At this moment there are only 3 viable alternatives.

A) Have separate memory management for each container,
  with separate buddy allocator, lru lists, page replacement mechanism.
  That implies a considerable overhead, and the main challenge there
  is sharing of pages between these separate memory managers.

B) Return errors on extension of mappings, but not on page faults, where
  memory is actually consumed.
In this case it makes sense to take into account not only the size of used
  memory, but the size of created mappings as well.
This is approximately what "privvmpages" accounting/limiting provides in
  UBC.

C) Rely on OOM killer.
  This is a fall-back method in UBC, for the case "privvmpages" limits
  still leave the possibility to overload the system.



D) Virtual scan of mm's in the over-limit container

E) Modify existing physical scanner to be able to skip pages which
   belong to not-over-limit containers.

F) Something else ;)
We fully agree that other possible algorithms can and should exist.
My idea only is that any of them would need accounting anyway
(which is the most part of beancounters).
Throtling, modified scanners etc. can be implemented as a separate
BC parameters. Thus, an administrator will be able to select
which policy should be applied to the container which is near its limit.

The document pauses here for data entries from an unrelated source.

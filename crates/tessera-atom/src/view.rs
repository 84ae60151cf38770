//! Read-side views over atoms in a byte buffer.
//!
//! [`AtomRef`] is the untyped view: a header plus a body slice. Classifying it
//! against an [`AtomTypes`] table yields an [`AtomView`], the closed set of
//! typed views. Nothing here copies; every view borrows the original buffer.

use crate::iter::{Events, Items, Properties};
use crate::layout::{
    read_u32, AtomHeader, HEADER_SIZE, LITERAL_HEAD_SIZE, OBJECT_HEAD_SIZE, SEQUENCE_HEAD_SIZE,
    VECTOR_HEAD_SIZE,
};
use crate::types::{AtomKind, AtomTypes, ScalarKind, StringKind};
use crate::urid::Urid;
use std::fmt;

/// Untyped view of one atom.
#[derive(Clone, Copy)]
pub struct AtomRef<'a> {
    header: AtomHeader,
    body: &'a [u8],
}

impl<'a> AtomRef<'a> {
    /// View the atom at the start of `bytes`.
    ///
    /// Returns `None` if the header or the declared body does not fit.
    pub fn from_bytes(bytes: &'a [u8]) -> Option<Self> {
        let header = AtomHeader::read(bytes)?;
        let end = HEADER_SIZE.checked_add(header.size as usize)?;
        let body = bytes.get(HEADER_SIZE..end)?;
        Some(Self { header, body })
    }

    #[inline]
    pub fn header(&self) -> AtomHeader {
        self.header
    }

    #[inline]
    pub fn type_(&self) -> Urid {
        self.header.type_
    }

    /// Unpadded body size.
    #[inline]
    pub fn size(&self) -> usize {
        self.body.len()
    }

    #[inline]
    pub fn body(&self) -> &'a [u8] {
        self.body
    }

    /// Header plus padded body.
    #[inline]
    pub fn stride(&self) -> usize {
        self.header.stride()
    }

    #[inline]
    pub fn is_null(&self) -> bool {
        self.header.is_null()
    }

    /// True if this atom has exactly the given type.
    #[inline]
    pub fn is(&self, type_: Urid) -> bool {
        self.header.type_ == type_
    }

    #[inline]
    pub fn kind(&self, types: &AtomTypes) -> AtomKind {
        types.kind(self.header.type_)
    }

    /// Decode into a typed view.
    ///
    /// Atoms whose type is unknown, or whose body is too short for their
    /// declared type, come back as [`AtomView::Unknown`].
    pub fn view(&self, types: &AtomTypes) -> AtomView<'a> {
        let atom = *self;
        let body = self.body;
        let decoded = match self.kind(types) {
            AtomKind::Scalar(kind) => scalar_view(kind, body),
            AtomKind::String(StringKind::Literal) => LiteralRef::parse(body).map(AtomView::Literal),
            AtomKind::String(kind) => Text::parse(body).map(|text| match kind {
                StringKind::Uri => AtomView::Uri(text),
                StringKind::Path => AtomView::Path(text),
                _ => AtomView::String(text),
            }),
            AtomKind::Object => ObjectRef::parse(atom).map(AtomView::Object),
            AtomKind::Tuple => Some(AtomView::Tuple(TupleRef { atom, items: body })),
            AtomKind::Vector => VectorRef::parse(atom).map(AtomView::Vector),
            AtomKind::Sequence => SequenceRef::parse(atom).map(AtomView::Sequence),
            AtomKind::Unknown => None,
        };
        decoded.unwrap_or(AtomView::Unknown(atom))
    }

    pub fn as_object(&self, types: &AtomTypes) -> Option<ObjectRef<'a>> {
        match self.view(types) {
            AtomView::Object(object) => Some(object),
            _ => None,
        }
    }

    pub fn as_tuple(&self, types: &AtomTypes) -> Option<TupleRef<'a>> {
        match self.view(types) {
            AtomView::Tuple(tuple) => Some(tuple),
            _ => None,
        }
    }

    pub fn as_vector(&self, types: &AtomTypes) -> Option<VectorRef<'a>> {
        match self.view(types) {
            AtomView::Vector(vector) => Some(vector),
            _ => None,
        }
    }

    pub fn as_sequence(&self, types: &AtomTypes) -> Option<SequenceRef<'a>> {
        match self.view(types) {
            AtomView::Sequence(sequence) => Some(sequence),
            _ => None,
        }
    }

    /// Text of a String, URI, or Path atom (not Literal).
    pub fn as_text(&self, types: &AtomTypes) -> Option<Text<'a>> {
        match self.view(types) {
            AtomView::String(text) | AtomView::Uri(text) | AtomView::Path(text) => Some(text),
            _ => None,
        }
    }
}

impl fmt::Debug for AtomRef<'_> {
    fn fmt(&self, f: &mut fmt::Formatter<'_>) -> fmt::Result {
        f.debug_struct("AtomRef")
            .field("type", &self.header.type_.get())
            .field("size", &self.header.size)
            .finish()
    }
}

fn scalar_view(kind: ScalarKind, body: &[u8]) -> Option<AtomView<'_>> {
    Some(match kind {
        ScalarKind::Int => AtomView::Int(i32::read_ne(body)?),
        ScalarKind::Long => AtomView::Long(i64::read_ne(body)?),
        ScalarKind::Float => AtomView::Float(f32::read_ne(body)?),
        ScalarKind::Double => AtomView::Double(f64::read_ne(body)?),
        ScalarKind::Bool => AtomView::Bool(i32::read_ne(body)? != 0),
        ScalarKind::Urid => AtomView::Urid(Urid::new(u32::read_ne(body)?)),
    })
}

/// Typed view of one atom.
#[derive(Clone, Copy, Debug)]
pub enum AtomView<'a> {
    Int(i32),
    Long(i64),
    Float(f32),
    Double(f64),
    Bool(bool),
    Urid(Urid),
    String(Text<'a>),
    Uri(Text<'a>),
    Path(Text<'a>),
    Literal(LiteralRef<'a>),
    Object(ObjectRef<'a>),
    Tuple(TupleRef<'a>),
    Vector(VectorRef<'a>),
    Sequence(SequenceRef<'a>),
    /// Unrecognised or malformed; skip it with the generic stride.
    Unknown(AtomRef<'a>),
}

/// Zero-terminated text. The terminator is not part of [`Text::as_bytes`].
#[derive(Clone, Copy, PartialEq, Eq)]
pub struct Text<'a>(&'a [u8]);

impl<'a> Text<'a> {
    fn parse(body: &'a [u8]) -> Option<Self> {
        match body.split_last() {
            Some((0, text)) => Some(Self(text)),
            _ => None,
        }
    }

    #[inline]
    pub fn as_bytes(&self) -> &'a [u8] {
        self.0
    }

    /// The text as UTF-8, if it is.
    #[inline]
    pub fn to_str(&self) -> Option<&'a str> {
        std::str::from_utf8(self.0).ok()
    }

    #[inline]
    pub fn len(&self) -> usize {
        self.0.len()
    }

    #[inline]
    pub fn is_empty(&self) -> bool {
        self.0.is_empty()
    }
}

impl fmt::Debug for Text<'_> {
    fn fmt(&self, f: &mut fmt::Formatter<'_>) -> fmt::Result {
        write!(f, "{:?}", String::from_utf8_lossy(self.0))
    }
}

/// Text with a datatype and a language tag.
#[derive(Clone, Copy, Debug, PartialEq, Eq)]
pub struct LiteralRef<'a> {
    pub datatype: Urid,
    pub lang: Urid,
    pub text: Text<'a>,
}

impl<'a> LiteralRef<'a> {
    fn parse(body: &'a [u8]) -> Option<Self> {
        Some(Self {
            datatype: Urid::new(read_u32(body, 0)?),
            lang: Urid::new(read_u32(body, 4)?),
            text: Text::parse(body.get(LITERAL_HEAD_SIZE..)?)?,
        })
    }
}

/// A property-set: `{ id, otype }` followed by property records.
#[derive(Clone, Copy, Debug)]
pub struct ObjectRef<'a> {
    atom: AtomRef<'a>,
    id: Urid,
    otype: Urid,
    properties: &'a [u8],
}

impl<'a> ObjectRef<'a> {
    fn parse(atom: AtomRef<'a>) -> Option<Self> {
        let body = atom.body();
        Some(Self {
            atom,
            id: Urid::new(read_u32(body, 0)?),
            otype: Urid::new(read_u32(body, 4)?),
            properties: body.get(OBJECT_HEAD_SIZE..)?,
        })
    }

    #[inline]
    pub fn atom(&self) -> AtomRef<'a> {
        self.atom
    }

    /// Subject id, `Urid::NONE` for a blank object.
    #[inline]
    pub fn id(&self) -> Urid {
        self.id
    }

    /// What kind of thing this object is.
    #[inline]
    pub fn otype(&self) -> Urid {
        self.otype
    }

    /// Properties in insertion order.
    #[inline]
    pub fn properties(&self) -> Properties<'a> {
        Properties::new(self.properties)
    }

    #[inline]
    pub fn is_empty(&self) -> bool {
        self.properties.is_empty()
    }

    /// Value of the first property with `key`.
    pub fn get(&self, key: Urid) -> Option<AtomRef<'a>> {
        self.properties()
            .find(|property| property.key == key)
            .map(|property| property.value)
    }

    /// True if the object's `otype` is `class`, or it has an `rdf_type`
    /// property whose URID value is `class`.
    pub fn is_a(&self, types: &AtomTypes, rdf_type: Urid, class: Urid) -> bool {
        if self.otype == class {
            return true;
        }
        self.properties()
            .filter(|property| property.key == rdf_type)
            .any(|property| matches!(property.value.view(types), AtomView::Urid(id) if id == class))
    }
}

/// One `{ key, context, value }` record of an object.
#[derive(Clone, Copy, Debug)]
pub struct Property<'a> {
    pub key: Urid,
    pub context: Urid,
    pub value: AtomRef<'a>,
}

/// An ordered list of atoms with no per-element wrapper.
#[derive(Clone, Copy, Debug)]
pub struct TupleRef<'a> {
    atom: AtomRef<'a>,
    items: &'a [u8],
}

impl<'a> TupleRef<'a> {
    #[inline]
    pub fn atom(&self) -> AtomRef<'a> {
        self.atom
    }

    #[inline]
    pub fn iter(&self) -> Items<'a> {
        Items::new(self.items)
    }

    /// Number of elements. O(n).
    pub fn len(&self) -> usize {
        self.iter().count()
    }

    #[inline]
    pub fn is_empty(&self) -> bool {
        self.items.is_empty()
    }
}

impl<'a> IntoIterator for TupleRef<'a> {
    type Item = AtomRef<'a>;
    type IntoIter = Items<'a>;

    fn into_iter(self) -> Items<'a> {
        self.iter()
    }
}

/// A flat homogeneous array.
#[derive(Clone, Copy, Debug)]
pub struct VectorRef<'a> {
    atom: AtomRef<'a>,
    element_type: Urid,
    element_size: u32,
    data: &'a [u8],
}

impl<'a> VectorRef<'a> {
    fn parse(atom: AtomRef<'a>) -> Option<Self> {
        let body = atom.body();
        Some(Self {
            atom,
            element_type: Urid::new(read_u32(body, 0)?),
            element_size: read_u32(body, 4)?,
            data: body.get(VECTOR_HEAD_SIZE..)?,
        })
    }

    #[inline]
    pub fn atom(&self) -> AtomRef<'a> {
        self.atom
    }

    #[inline]
    pub fn element_type(&self) -> Urid {
        self.element_type
    }

    #[inline]
    pub fn element_size(&self) -> usize {
        self.element_size as usize
    }

    /// Raw element bytes.
    #[inline]
    pub fn data(&self) -> &'a [u8] {
        self.data
    }

    pub fn len(&self) -> usize {
        match self.element_size {
            0 => 0,
            size => self.data.len() / size as usize,
        }
    }

    #[inline]
    pub fn is_empty(&self) -> bool {
        self.len() == 0
    }

    /// Bytes of element `index`.
    pub fn element(&self, index: usize) -> Option<&'a [u8]> {
        let size = self.element_size();
        let start = index.checked_mul(size)?;
        self.data.get(start..start.checked_add(size)?)
    }

    /// Elements decoded as `T`, or `None` if `T` has the wrong width.
    pub fn iter_as<T: ScalarValue + 'a>(&self) -> Option<impl Iterator<Item = T> + 'a> {
        if self.element_size() != T::SIZE {
            return None;
        }
        Some(self.data.chunks_exact(T::SIZE).filter_map(T::read_ne))
    }
}

/// A time-stamped list of events.
#[derive(Clone, Copy, Debug)]
pub struct SequenceRef<'a> {
    atom: AtomRef<'a>,
    unit: Urid,
    events: &'a [u8],
}

impl<'a> SequenceRef<'a> {
    fn parse(atom: AtomRef<'a>) -> Option<Self> {
        let body = atom.body();
        Some(Self {
            atom,
            unit: Urid::new(read_u32(body, 0)?),
            events: body.get(SEQUENCE_HEAD_SIZE..)?,
        })
    }

    /// View the sequence at the start of `bytes`, if it is one.
    pub fn from_bytes(types: &AtomTypes, bytes: &'a [u8]) -> Option<Self> {
        AtomRef::from_bytes(bytes)?.as_sequence(types)
    }

    #[inline]
    pub fn atom(&self) -> AtomRef<'a> {
        self.atom
    }

    /// Time unit of the event stamps, `Urid::NONE` if unspecified.
    #[inline]
    pub fn unit(&self) -> Urid {
        self.unit
    }

    /// Events in stored order. The order is not checked.
    #[inline]
    pub fn events(&self) -> Events<'a> {
        Events::new(self.events)
    }

    #[inline]
    pub fn is_empty(&self) -> bool {
        self.events.is_empty()
    }
}

/// Audio frame position plus a sub-frame fraction.
#[derive(Clone, Copy, Debug, Default, PartialEq, Eq, PartialOrd, Ord, Hash)]
pub struct TimeStamp {
    pub frames: u32,
    pub subframes: u32,
}

impl TimeStamp {
    #[inline]
    pub const fn new(frames: u32, subframes: u32) -> Self {
        Self { frames, subframes }
    }
}

/// One time-stamped atom of a sequence.
#[derive(Clone, Copy, Debug)]
pub struct Event<'a> {
    pub time: TimeStamp,
    pub body: AtomRef<'a>,
}

/// Fixed-width values that can live in a scalar atom or a vector.
pub trait ScalarValue: Copy {
    const SIZE: usize;

    fn read_ne(bytes: &[u8]) -> Option<Self>;

    fn write_ne(self, out: &mut [u8]);

    /// Atom type used for a scalar or vector element of this value.
    fn atom_type(types: &AtomTypes) -> Urid;
}

macro_rules! impl_scalar_value {
    ($ty:ty, $field:ident) => {
        impl ScalarValue for $ty {
            const SIZE: usize = std::mem::size_of::<$ty>();

            #[inline]
            fn read_ne(bytes: &[u8]) -> Option<Self> {
                let raw = bytes.get(..Self::SIZE)?;
                Some(<$ty>::from_ne_bytes(raw.try_into().ok()?))
            }

            #[inline]
            fn write_ne(self, out: &mut [u8]) {
                out[..Self::SIZE].copy_from_slice(&self.to_ne_bytes());
            }

            #[inline]
            fn atom_type(types: &AtomTypes) -> Urid {
                types.$field
            }
        }
    };
}

impl_scalar_value!(i32, int);
impl_scalar_value!(i64, long);
impl_scalar_value!(f32, float);
impl_scalar_value!(f64, double);
impl_scalar_value!(u32, urid);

So the patches I'm trying to send are a step-by-step accounting of all
the resources and their simple limitations. More comprehensive limitation
policy will be built on top of it later.


One of the issues I see is that bean counters are not very flexible. Tasks cannot change bean counters dynamically after fork()/exec() that is - can they?


BTW, UBC page beancounters allow to distinguish pages used by only one
container and pages which are shared. So scanner can try to reclaim
container private pages first, thus not influencing other containers.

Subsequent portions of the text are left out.